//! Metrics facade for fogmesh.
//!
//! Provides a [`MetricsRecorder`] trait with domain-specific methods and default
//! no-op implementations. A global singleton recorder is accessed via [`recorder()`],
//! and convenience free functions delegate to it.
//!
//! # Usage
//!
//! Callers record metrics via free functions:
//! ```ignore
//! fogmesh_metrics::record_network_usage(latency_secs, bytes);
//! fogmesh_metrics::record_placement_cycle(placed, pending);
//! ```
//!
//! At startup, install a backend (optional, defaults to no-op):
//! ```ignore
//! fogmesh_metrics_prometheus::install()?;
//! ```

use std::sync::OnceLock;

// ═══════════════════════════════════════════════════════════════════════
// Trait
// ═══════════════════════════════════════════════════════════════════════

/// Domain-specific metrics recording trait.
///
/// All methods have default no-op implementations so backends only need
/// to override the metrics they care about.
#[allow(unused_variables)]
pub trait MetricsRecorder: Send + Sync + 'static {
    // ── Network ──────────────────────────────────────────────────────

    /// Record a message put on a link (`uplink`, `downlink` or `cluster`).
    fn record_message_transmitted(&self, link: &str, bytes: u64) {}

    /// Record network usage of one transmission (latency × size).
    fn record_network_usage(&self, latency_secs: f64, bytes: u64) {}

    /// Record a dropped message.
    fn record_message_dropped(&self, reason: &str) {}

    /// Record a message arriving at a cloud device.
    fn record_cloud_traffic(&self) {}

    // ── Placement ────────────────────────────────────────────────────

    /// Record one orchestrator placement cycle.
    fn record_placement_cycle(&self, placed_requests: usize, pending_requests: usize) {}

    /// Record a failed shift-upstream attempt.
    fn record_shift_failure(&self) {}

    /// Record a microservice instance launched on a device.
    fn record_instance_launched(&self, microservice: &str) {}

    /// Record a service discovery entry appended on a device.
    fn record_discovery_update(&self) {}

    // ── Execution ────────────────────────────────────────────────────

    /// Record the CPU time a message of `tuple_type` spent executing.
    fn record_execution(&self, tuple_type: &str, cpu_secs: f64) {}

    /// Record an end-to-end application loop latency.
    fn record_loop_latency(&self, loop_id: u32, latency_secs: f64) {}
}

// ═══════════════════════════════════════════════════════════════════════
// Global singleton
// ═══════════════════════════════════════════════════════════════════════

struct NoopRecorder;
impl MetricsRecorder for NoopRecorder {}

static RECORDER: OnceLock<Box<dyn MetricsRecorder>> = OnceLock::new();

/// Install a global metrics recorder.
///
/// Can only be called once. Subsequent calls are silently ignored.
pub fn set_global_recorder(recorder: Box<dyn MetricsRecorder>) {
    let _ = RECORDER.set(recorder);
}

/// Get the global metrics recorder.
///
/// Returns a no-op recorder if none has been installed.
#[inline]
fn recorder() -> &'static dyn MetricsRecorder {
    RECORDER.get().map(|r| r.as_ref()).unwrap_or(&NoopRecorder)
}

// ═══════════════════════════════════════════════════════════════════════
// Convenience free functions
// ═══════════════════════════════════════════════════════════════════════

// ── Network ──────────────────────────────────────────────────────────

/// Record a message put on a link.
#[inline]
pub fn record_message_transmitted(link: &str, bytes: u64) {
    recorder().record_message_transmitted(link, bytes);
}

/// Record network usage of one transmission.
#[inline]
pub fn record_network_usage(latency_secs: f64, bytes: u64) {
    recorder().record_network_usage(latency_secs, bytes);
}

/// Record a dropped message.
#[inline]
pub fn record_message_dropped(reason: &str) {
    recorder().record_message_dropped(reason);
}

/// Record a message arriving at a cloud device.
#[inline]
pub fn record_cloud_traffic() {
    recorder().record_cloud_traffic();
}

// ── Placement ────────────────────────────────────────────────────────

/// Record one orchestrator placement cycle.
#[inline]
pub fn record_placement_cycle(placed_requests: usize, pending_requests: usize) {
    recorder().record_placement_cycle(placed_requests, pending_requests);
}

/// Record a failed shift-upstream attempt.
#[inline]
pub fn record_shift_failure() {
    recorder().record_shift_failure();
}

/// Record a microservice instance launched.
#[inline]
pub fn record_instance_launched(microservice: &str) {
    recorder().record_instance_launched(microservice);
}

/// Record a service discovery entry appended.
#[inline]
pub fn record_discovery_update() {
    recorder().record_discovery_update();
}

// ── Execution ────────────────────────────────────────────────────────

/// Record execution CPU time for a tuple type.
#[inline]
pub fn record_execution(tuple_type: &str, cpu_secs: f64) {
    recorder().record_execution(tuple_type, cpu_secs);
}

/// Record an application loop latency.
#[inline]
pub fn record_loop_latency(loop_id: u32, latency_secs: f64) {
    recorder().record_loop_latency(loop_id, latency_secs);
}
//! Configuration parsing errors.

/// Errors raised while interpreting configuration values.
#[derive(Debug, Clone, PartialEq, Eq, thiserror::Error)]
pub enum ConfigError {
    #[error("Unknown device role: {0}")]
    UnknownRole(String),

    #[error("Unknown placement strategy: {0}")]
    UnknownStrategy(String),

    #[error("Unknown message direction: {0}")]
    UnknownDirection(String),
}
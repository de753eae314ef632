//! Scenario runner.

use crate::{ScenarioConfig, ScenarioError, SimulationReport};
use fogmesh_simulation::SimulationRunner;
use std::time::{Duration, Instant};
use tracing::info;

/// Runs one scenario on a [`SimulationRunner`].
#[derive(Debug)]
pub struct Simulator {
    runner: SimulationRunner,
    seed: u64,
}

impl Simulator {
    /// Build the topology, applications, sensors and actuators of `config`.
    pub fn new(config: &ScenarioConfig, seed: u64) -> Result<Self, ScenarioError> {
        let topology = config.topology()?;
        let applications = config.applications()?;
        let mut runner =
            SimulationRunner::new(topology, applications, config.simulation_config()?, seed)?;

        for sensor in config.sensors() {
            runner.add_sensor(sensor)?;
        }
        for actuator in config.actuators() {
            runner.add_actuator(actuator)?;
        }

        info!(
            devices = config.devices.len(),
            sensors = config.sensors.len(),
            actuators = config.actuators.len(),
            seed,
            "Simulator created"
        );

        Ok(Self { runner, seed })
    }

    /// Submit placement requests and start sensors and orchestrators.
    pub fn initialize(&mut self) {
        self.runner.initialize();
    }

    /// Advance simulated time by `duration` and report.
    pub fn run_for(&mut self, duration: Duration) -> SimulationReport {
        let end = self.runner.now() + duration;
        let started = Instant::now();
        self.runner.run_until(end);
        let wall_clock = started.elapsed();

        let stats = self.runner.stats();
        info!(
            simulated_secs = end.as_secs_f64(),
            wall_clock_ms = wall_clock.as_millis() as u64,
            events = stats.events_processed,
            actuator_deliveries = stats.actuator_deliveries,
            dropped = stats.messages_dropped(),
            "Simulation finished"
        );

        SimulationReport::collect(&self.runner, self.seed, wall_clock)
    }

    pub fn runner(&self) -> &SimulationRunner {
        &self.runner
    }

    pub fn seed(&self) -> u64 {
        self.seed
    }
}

# Action item
Tally the lines in the records above that contain the word "actuators", and give only that number.

# Output of the task
3